Problem details —
Scan the listing below for lines with "that" in them. Give their number and nothing more.

Exercise material —
━━━━━━
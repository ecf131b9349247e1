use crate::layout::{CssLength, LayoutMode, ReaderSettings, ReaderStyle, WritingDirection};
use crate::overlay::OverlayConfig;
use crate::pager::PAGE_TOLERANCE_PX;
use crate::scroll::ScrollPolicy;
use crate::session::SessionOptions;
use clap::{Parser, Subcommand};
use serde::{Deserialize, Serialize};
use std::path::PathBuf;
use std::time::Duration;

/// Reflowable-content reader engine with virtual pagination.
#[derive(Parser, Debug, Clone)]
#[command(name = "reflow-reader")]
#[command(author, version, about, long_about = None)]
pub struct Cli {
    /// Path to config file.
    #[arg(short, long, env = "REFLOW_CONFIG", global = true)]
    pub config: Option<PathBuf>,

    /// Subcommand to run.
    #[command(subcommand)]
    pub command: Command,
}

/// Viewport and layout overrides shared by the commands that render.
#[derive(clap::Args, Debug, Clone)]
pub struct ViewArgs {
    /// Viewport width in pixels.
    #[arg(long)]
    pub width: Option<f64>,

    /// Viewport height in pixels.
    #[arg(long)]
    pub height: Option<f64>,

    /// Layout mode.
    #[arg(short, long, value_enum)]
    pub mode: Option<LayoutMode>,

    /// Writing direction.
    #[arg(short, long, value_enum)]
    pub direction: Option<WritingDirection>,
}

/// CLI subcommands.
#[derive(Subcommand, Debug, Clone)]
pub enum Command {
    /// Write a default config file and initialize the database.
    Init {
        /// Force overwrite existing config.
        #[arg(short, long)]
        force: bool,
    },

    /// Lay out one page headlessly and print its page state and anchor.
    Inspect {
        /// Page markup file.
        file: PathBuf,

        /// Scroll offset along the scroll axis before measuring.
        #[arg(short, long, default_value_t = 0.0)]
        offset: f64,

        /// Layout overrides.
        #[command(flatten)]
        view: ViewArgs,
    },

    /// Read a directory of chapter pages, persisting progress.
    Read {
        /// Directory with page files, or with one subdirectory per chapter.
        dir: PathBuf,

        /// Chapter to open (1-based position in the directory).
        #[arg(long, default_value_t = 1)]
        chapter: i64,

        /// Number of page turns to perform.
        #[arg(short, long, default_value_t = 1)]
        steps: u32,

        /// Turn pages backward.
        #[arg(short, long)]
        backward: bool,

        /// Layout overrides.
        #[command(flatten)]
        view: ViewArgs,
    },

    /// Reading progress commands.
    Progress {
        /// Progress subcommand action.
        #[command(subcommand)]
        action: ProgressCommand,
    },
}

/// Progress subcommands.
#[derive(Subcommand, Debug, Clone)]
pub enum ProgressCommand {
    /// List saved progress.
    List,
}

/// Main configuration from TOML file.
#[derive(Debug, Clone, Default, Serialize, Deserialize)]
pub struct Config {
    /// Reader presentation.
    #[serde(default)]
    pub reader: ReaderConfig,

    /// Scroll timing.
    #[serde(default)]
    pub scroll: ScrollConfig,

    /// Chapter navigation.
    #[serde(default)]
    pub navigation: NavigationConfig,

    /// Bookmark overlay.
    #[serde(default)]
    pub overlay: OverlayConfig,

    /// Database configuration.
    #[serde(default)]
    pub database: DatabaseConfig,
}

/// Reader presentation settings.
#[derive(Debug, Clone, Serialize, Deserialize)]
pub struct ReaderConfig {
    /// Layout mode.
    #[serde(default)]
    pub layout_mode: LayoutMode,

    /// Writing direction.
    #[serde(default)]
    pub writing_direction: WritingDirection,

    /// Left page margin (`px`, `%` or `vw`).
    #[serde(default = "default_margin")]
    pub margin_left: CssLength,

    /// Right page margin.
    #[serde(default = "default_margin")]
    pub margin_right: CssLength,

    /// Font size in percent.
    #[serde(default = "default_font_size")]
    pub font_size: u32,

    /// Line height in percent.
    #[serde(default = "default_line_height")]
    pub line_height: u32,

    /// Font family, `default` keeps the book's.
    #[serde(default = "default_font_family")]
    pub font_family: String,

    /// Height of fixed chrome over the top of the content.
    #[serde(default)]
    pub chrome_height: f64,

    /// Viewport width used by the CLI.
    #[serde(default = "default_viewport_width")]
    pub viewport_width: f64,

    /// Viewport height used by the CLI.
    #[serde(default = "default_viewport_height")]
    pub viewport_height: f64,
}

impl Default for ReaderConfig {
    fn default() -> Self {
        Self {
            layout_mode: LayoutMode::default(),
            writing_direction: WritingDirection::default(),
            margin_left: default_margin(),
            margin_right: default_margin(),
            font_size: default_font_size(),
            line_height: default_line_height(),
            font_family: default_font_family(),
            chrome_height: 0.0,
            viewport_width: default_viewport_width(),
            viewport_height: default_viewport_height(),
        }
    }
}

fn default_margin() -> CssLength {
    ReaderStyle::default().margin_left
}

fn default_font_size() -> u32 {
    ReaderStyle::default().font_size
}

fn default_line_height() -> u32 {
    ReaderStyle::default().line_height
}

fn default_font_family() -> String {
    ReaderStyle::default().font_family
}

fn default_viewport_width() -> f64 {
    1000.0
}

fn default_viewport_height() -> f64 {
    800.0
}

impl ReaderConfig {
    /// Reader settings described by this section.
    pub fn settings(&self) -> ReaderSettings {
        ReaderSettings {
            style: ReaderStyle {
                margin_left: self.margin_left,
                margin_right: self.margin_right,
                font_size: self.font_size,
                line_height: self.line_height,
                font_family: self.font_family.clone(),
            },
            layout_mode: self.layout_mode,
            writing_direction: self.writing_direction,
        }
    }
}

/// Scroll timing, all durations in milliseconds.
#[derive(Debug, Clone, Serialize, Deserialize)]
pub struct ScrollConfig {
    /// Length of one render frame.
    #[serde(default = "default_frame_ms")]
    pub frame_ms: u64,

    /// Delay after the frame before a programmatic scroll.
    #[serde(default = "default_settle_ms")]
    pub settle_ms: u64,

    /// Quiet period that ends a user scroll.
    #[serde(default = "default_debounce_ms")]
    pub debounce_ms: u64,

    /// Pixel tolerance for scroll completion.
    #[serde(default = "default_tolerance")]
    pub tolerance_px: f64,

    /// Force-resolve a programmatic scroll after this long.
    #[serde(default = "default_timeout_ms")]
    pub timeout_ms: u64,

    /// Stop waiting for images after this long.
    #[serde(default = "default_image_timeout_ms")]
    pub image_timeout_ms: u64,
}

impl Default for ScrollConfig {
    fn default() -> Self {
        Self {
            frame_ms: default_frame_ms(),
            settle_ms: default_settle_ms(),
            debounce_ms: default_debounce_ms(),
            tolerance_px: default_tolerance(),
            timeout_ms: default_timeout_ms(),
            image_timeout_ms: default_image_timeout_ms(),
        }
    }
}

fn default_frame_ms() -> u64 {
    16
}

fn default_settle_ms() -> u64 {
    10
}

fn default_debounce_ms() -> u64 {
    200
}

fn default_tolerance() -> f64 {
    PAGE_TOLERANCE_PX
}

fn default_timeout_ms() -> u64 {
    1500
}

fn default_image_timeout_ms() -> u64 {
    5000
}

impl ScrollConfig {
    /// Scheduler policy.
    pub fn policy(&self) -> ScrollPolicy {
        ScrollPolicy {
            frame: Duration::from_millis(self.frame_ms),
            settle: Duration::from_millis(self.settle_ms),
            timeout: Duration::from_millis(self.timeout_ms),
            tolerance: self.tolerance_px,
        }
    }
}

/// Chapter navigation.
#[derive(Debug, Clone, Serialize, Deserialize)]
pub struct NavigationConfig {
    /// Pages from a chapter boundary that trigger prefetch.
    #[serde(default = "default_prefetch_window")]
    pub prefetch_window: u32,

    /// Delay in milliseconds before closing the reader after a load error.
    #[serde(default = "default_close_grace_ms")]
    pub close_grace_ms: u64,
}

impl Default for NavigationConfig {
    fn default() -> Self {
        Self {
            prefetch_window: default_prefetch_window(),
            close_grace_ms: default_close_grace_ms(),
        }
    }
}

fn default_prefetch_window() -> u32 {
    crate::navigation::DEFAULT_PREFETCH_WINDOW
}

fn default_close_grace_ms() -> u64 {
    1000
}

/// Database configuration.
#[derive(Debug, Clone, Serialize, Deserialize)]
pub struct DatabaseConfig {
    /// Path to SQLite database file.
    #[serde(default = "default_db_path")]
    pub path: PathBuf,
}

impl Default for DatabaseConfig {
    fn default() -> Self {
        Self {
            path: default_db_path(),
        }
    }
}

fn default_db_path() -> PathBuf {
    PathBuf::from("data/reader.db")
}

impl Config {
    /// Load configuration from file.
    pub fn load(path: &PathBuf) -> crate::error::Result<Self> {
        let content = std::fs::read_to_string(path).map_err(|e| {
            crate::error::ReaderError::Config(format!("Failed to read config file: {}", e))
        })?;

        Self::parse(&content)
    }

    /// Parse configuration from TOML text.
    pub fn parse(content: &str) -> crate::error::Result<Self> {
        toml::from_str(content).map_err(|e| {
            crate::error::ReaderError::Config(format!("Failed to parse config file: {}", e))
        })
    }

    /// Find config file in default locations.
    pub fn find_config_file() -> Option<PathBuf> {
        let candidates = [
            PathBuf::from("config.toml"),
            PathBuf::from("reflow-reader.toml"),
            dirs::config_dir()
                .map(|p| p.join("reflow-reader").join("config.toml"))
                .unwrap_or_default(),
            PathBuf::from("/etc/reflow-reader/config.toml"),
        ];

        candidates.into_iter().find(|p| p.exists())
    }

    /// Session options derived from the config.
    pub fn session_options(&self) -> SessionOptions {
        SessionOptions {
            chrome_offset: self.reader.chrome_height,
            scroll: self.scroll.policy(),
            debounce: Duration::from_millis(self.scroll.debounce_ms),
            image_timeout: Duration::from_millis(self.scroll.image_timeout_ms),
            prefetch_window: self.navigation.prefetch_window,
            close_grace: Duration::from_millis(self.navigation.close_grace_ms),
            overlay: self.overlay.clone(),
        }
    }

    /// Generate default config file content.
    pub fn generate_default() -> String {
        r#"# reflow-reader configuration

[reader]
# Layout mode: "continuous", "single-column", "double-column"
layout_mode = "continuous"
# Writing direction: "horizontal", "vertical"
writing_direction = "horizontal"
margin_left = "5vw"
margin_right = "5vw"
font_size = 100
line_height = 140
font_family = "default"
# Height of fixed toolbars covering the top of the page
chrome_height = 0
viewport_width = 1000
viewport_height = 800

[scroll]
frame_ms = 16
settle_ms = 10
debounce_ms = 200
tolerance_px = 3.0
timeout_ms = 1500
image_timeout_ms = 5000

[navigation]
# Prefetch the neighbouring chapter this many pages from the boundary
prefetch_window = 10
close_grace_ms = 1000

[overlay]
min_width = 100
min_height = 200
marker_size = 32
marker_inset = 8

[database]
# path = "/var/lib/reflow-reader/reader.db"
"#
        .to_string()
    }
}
━━━━━━
Result for this exercise —
3